Viscomm I have the Lee Loadmaster and the workaround I did for about $20 was to order a new turret and the Lee universal decapping die. It does not resize - it just decaps.

So now I just change to that turret and decap all my spent rounds - throw them in the tumbler - and resize on the zip trim. I only size my rifle (6.8mm) rounds as I have found like TOF that the straight pistol casings do not change much from one reload to another. I just inspect them and reload em. No problems so far.


----------



## Viscomm

Well, we had quite a day. Never did complete one round. Kind of a bummer.

My son also has a .45 ACP Lee case trimmer and neither of ours will fit in a resized case. Sure we could trim BEFORE resizing. But since the resizing step squeezes the diameter of the brass back to spec and pushes excess material toward the mouth, wouldn't it make sense to trim the case length AFTER resizing? No can do. Maybe trimming needs to be done after flaring the case mouth (?)

But we forged ahead ... cleaning, lubing, depriming, resizing, checking case length, primer pocket cleaning, repriming and flaring - and prepared over 100 cases. The next step, charging the case, was not fun and we eventually just gave up and stopped for the day. Here are the details.

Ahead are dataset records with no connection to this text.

//! Persisted documents owned by a workspace.
//!
//! Every optional field defaults when absent so documents written by older
//! versions keep loading.

use chrono::{DateTime, Utc};
use serde::{Deserialize, Serialize};
use serde_json::Value;

/// A workspace and its agent settings (`workspace.json`).
#[derive(Debug, Clone, PartialEq, Serialize, Deserialize)]
#[serde(rename_all = "camelCase")]
pub struct Workspace {
    /// Unique workspace ID.
    pub id: String,
    /// Display name.
    pub name: String,
    /// Free-form description.
    #[serde(default)]
    pub description: String,
    /// Creation time.
    pub created_at: DateTime<Utc>,
    /// Last modification time.
    pub updated_at: DateTime<Utc>,
    /// Extra system prompt text for the agent.
    #[serde(default, skip_serializing_if = "Option::is_none")]
    pub system_prompt: Option<String>,
    /// Tool names the agent may call in this workspace.
    #[serde(default)]
    pub enabled_tools: Vec<String>,
}

/// Canvas state of a workspace (`ui.json`).
#[derive(Debug, Clone, Default, PartialEq, Serialize, Deserialize)]
#[serde(rename_all = "camelCase")]
pub struct UiState {
    /// Panels in z-order.
    #[serde(default)]
    pub panels: Vec<Panel>,
    /// Pan and zoom.
    #[serde(default)]
    pub viewport: Viewport,
    /// Panel groups.
    #[serde(default)]
    pub groups: Vec<Group>,
    /// Edges between panels.
    #[serde(default)]
    pub connections: Vec<Connection>,
}

impl UiState {
    /// Look up a panel by ID.
    pub fn panel(&self, id: &str) -> Option<&Panel> {
        self.panels.iter().find(|p| p.id == id)
    }

    /// Look up a panel by ID for modification.
    pub fn panel_mut(&mut self, id: &str) -> Option<&mut Panel> {
        self.panels.iter_mut().find(|p| p.id == id)
    }

    /// Remove a panel and every reference to it.
    ///
    /// Groups left with fewer than two members are dropped.
    pub fn remove_panel(&mut self, id: &str) -> Option<Panel> {
        let index = self.panels.iter().position(|p| p.id == id)?;
        let removed = self.panels.remove(index);

        for group in &mut self.groups {
            group.panel_ids.retain(|member| member != id);
        }
        self.groups.retain(|group| group.panel_ids.len() >= 2);
        self.connections.retain(|c| c.from != id && c.to != id);

        Some(removed)
    }
}

/// Canvas pan/zoom.
#[derive(Debug, Clone, PartialEq, Serialize, Deserialize)]
#[serde(default)]
pub struct Viewport {
    /// Horizontal pan.
    pub x: f64,
    /// Vertical pan.
    pub y: f64,
    /// Zoom factor.
    pub zoom: f64,
}

impl Default for Viewport {
    fn default() -> Self {
        Self {
            x: 0.0,
            y: 0.0,
            zoom: 1.0,
        }
    }
}

/// A named set of panels moved together.
#[derive(Debug, Clone, PartialEq, Serialize, Deserialize)]
#[serde(rename_all = "camelCase")]
pub struct Group {
    /// Group ID.
    pub id: String,
    /// Member panel IDs.
    #[serde(default)]
    pub panel_ids: Vec<String>,
    /// Optional label.
    #[serde(default, skip_serializing_if = "Option::is_none")]
    pub label: Option<String>,
    /// Optional color.
    #[serde(default, skip_serializing_if = "Option::is_none")]
    pub color: Option<String>,
}

/// A directed edge between two panels.
#[derive(Debug, Clone, PartialEq, Serialize, Deserialize)]
pub struct Connection {
    /// Connection ID.
    pub id: String,
    /// Source panel ID.
    pub from: String,
    /// Target panel ID.
    pub to: String,
    /// Optional label.
    #[serde(default, skip_serializing_if = "Option::is_none")]
    pub label: Option<String>,
}

/// Explicit on-canvas placement. Absent means the client picks a spot.
#[derive(Debug, Clone, Copy, PartialEq, Serialize, Deserialize)]
pub struct PanelLayout {
    /// Left edge.
    pub x: f64,
    /// Top edge.
    pub y: f64,
    /// Width, if fixed.
    #[serde(default, skip_serializing_if = "Option::is_none")]
    pub width: Option<f64>,
    /// Height, if fixed.
    #[serde(default, skip_serializing_if = "Option::is_none")]
    pub height: Option<f64>,
}

/// One unit on the canvas.
#[derive(Debug, Clone, PartialEq, Serialize, Deserialize)]
pub struct Panel {
    /// Panel ID, unique within the workspace.
    pub id: String,
    /// Title bar text.
    #[serde(default, skip_serializing_if = "Option::is_none")]
    pub title: Option<String>,
    /// Placement; `None` lets the client decide.
    #[serde(default, skip_serializing_if = "Option::is_none")]
    pub layout: Option<PanelLayout>,
    /// Variant-specific content.
    #[serde(flatten)]
    pub kind: PanelKind,
}

impl Panel {
    /// Create an unplaced panel.
    pub fn new(id: impl Into<String>, kind: PanelKind) -> Self {
        Self {
            id: id.into(),
            title: None,
            layout: None,
            kind,
        }
    }

    /// Set the title.
    pub fn with_title(mut self, title: Option<String>) -> Self {
        self.title = title;
        self
    }

    /// Set the layout.
    pub fn with_layout(mut self, layout: Option<PanelLayout>) -> Self {
        self.layout = layout;
        self
    }
}

/// Panel variants, each carrying only its own fields.
#[derive(Debug, Clone, PartialEq, Serialize, Deserialize)]
#[serde(tag = "type", rename_all = "camelCase", rename_all_fields = "camelCase")]
pub enum PanelKind {
    /// The chat transcript.
    Chat,
    /// A table document.
    Table {
        /// Backing table ID.
        table_id: String,
    },
    /// A chart document.
    Chart {
        /// Backing chart ID.
        chart_id: String,
    },
    /// A cards document.
    Cards {
        /// Backing cards ID.
        cards_id: String,
    },
    /// Inline markdown.
    Markdown {
        /// Markdown source.
        #[serde(default)]
        content: String,
    },
    /// A PDF from the workspace files.
    Pdf {
        /// Path relative to the files area.
        file_path: String,
    },
    /// A code/text editor on a workspace file.
    Editor {
        /// Path relative to the files area.
        file_path: String,
        /// Syntax hint.
        #[serde(default, skip_serializing_if = "Option::is_none")]
        language: Option<String>,
    },
    /// A web or file preview.
    Preview {
        /// External URL.
        #[serde(default, skip_serializing_if = "Option::is_none")]
        url: Option<String>,
        /// Workspace file.
        #[serde(default, skip_serializing_if = "Option::is_none")]
        file_path: Option<String>,
    },
    /// Tree view of the files area.
    FileTree {
        /// Subdirectory to root the tree at.
        #[serde(default, skip_serializing_if = "Option::is_none")]
        root: Option<String>,
    },
    /// Key/value detail view.
    Detail {
        /// Arbitrary record.
        #[serde(default)]
        data: Value,
    },
}

impl PanelKind {
    /// Lower-case variant name as written in documents.
    pub fn type_name(&self) -> &'static str {
        match self {
            PanelKind::Chat => "chat",
            PanelKind::Table { .. } => "table",
            PanelKind::Chart { .. } => "chart",
            PanelKind::Cards { .. } => "cards",
            PanelKind::Markdown { .. } => "markdown",
            PanelKind::Pdf { .. } => "pdf",
            PanelKind::Editor { .. } => "editor",
            PanelKind::Preview { .. } => "preview",
            PanelKind::FileTree { .. } => "fileTree",
            PanelKind::Detail { .. } => "detail",
        }
    }
}

/// Render hint for a table column.
#[derive(Debug, Clone, Copy, PartialEq, Eq, Serialize, Deserialize)]
#[serde(rename_all = "lowercase")]
pub enum ColumnType {
    /// Free text.
    Text,
    /// Numeric.
    Number,
    /// True/false.
    Boolean,
    /// Nested JSON.
    Json,
}

/// A table column.
#[derive(Debug, Clone, PartialEq, Serialize, Deserialize)]
pub struct Column {
    /// Row field this column shows.
    pub key: String,
    /// Header text.
    #[serde(default, skip_serializing_if = "Option::is_none")]
    pub label: Option<String>,
    /// Render hint.
    #[serde(rename = "type", default = "default_column_type")]
    pub column_type: ColumnType,
}

fn default_column_type() -> ColumnType {
    ColumnType::Text
}

/// A table document (`tables/<id>.json`).
#[derive(Debug, Clone, PartialEq, Serialize, Deserialize)]
#[serde(rename_all = "camelCase")]
pub struct Table {
    /// Table ID.
    pub id: String,
    /// Optional title.
    #[serde(default, skip_serializing_if = "Option::is_none")]
    pub title: Option<String>,
    /// Column definitions.
    #[serde(default)]
    pub columns: Vec<Column>,
    /// Row objects.
    #[serde(default)]
    pub data: Vec<Value>,
    /// Last write.
    pub updated_at: DateTime<Utc>,
}

impl Table {
    /// Derive columns from the keys of the first row.
    pub fn infer_columns(rows: &[Value]) -> Vec<Column> {
        let Some(Value::Object(first)) = rows.first() else {
            return Vec::new();
        };

        first
            .iter()
            .map(|(key, value)| Column {
                key: key.clone(),
                label: None,
                column_type: match value {
                    Value::Number(_) => ColumnType::Number,
                    Value::Bool(_) => ColumnType::Boolean,
                    Value::Array(_) | Value::Object(_) => ColumnType::Json,
                    Value::String(_) | Value::Null => ColumnType::Text,
                },
            })
            .collect()
    }
}

/// Chart flavour.
#[derive(Debug, Clone, Copy, Default, PartialEq, Eq, Serialize, Deserialize)]
#[serde(rename_all = "lowercase")]
pub enum ChartType {
    /// Vertical bars.
    #[default]
    Bar,
    /// Lines.
    Line,
    /// Filled lines.
    Area,
    /// Pie.
    Pie,
    /// Scatter plot.
    Scatter,
}

/// A chart document (`charts/<id>.json`).
#[derive(Debug, Clone, PartialEq, Serialize, Deserialize)]
#[serde(rename_all = "camelCase")]
pub struct ChartData {
    /// Chart ID.
    pub id: String,
    /// Optional title.
    #[serde(default, skip_serializing_if = "Option::is_none")]
    pub title: Option<String>,
    /// Chart flavour.
    #[serde(rename = "type", default)]
    pub chart_type: ChartType,
    /// Data points.
    #[serde(default)]
    pub data: Vec<Value>,
    /// Field used for the x axis.
    #[serde(default, skip_serializing_if = "Option::is_none")]
    pub x_key: Option<String>,
    /// Fields plotted on the y axis.
    #[serde(default)]
    pub y_keys: Vec<String>,
    /// Last write.
    pub updated_at: DateTime<Utc>,
}

/// A cards document (`cards/<id>.json`).
#[derive(Debug, Clone, PartialEq, Serialize, Deserialize)]
#[serde(rename_all = "camelCase")]
pub struct CardsData {
    /// Cards ID.
    pub id: String,
    /// Optional title.
    #[serde(default, skip_serializing_if = "Option::is_none")]
    pub title: Option<String>,
    /// Card records.
    #[serde(default)]
    pub items: Vec<Value>,
    /// Last write.
    pub updated_at: DateTime<Utc>,
}

/// The conversation log (`conversation.json`).
#[derive(Debug, Clone, Default, PartialEq, Serialize, Deserialize)]
pub struct Conversation {
    /// Messages in order.
    #[serde(default)]
    pub messages: Vec<Message>,
}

We wanted to load .45 ACP using CCI300 primers, Alliant Unique powder and Speer 230 grain TMJ RN bullets. The Alliant book calls for a max charge in grains of 6.5 and we wanted to start 10% low so we settled on 5.8 grains.

Our Lee Perfect Powder Measure required a conversion from weight to volume. The Lee documentation indicated a Volume Measure Density (VMD) of .1092 for Unique. We multiplied the VMD by the charge in grains and came up with .63 cc. We adjusted the metering rod to .5+1 turn+3 on the thimple. We conditioned the Powder Measure with a hopper with a of powder. We zeroed the Lee Safety Powder Scale and set it for 5.8 grains. Then we dumped a measured charge into the pan and weighed it. Not even close!

By the time we fudged the metering rod setting on the Powder Measure to where it would dispense 5.8 grains (as measured on the Powder Scale), the rod indicated almost TWICE the volume we calculated. Neither Dan or I knew what to trust but since we did not have anything with which to verify the accuracy of the Powder Scale - we just hung it up for the day.

Any ideas? Could the published VMD be wrong? Is the simple Lee Powder Scale an accurate device? Am I setting the metering rod on the Powder Measure incorrectly? I do not want to spend another $40 on a digital scale but maybe I can find someone who has a digital scale that has proven to be correct and do a comparison or create a couple simple calibration weights - small ones for pistol use.

Final question - The maximum overall length spec for a .45 ACP jacketed, round-nose round is 1.275 inches. The loaded length of a brand-new, Remington FMJ round-nose round is 1.263 inches. Assuming the case length is correct at .898 inches, what is the "short" length limit for a reloaded round? If the bullet is pressed too far into the case, the pressure will increase. So, is there a safe "short" spec to go along with the overall maximum length spec?

Again, thanks for the help. Someday you will be proud of me 

Best regards,

Robert


----------



## TOF

1. Don't worry about more than one step at a time.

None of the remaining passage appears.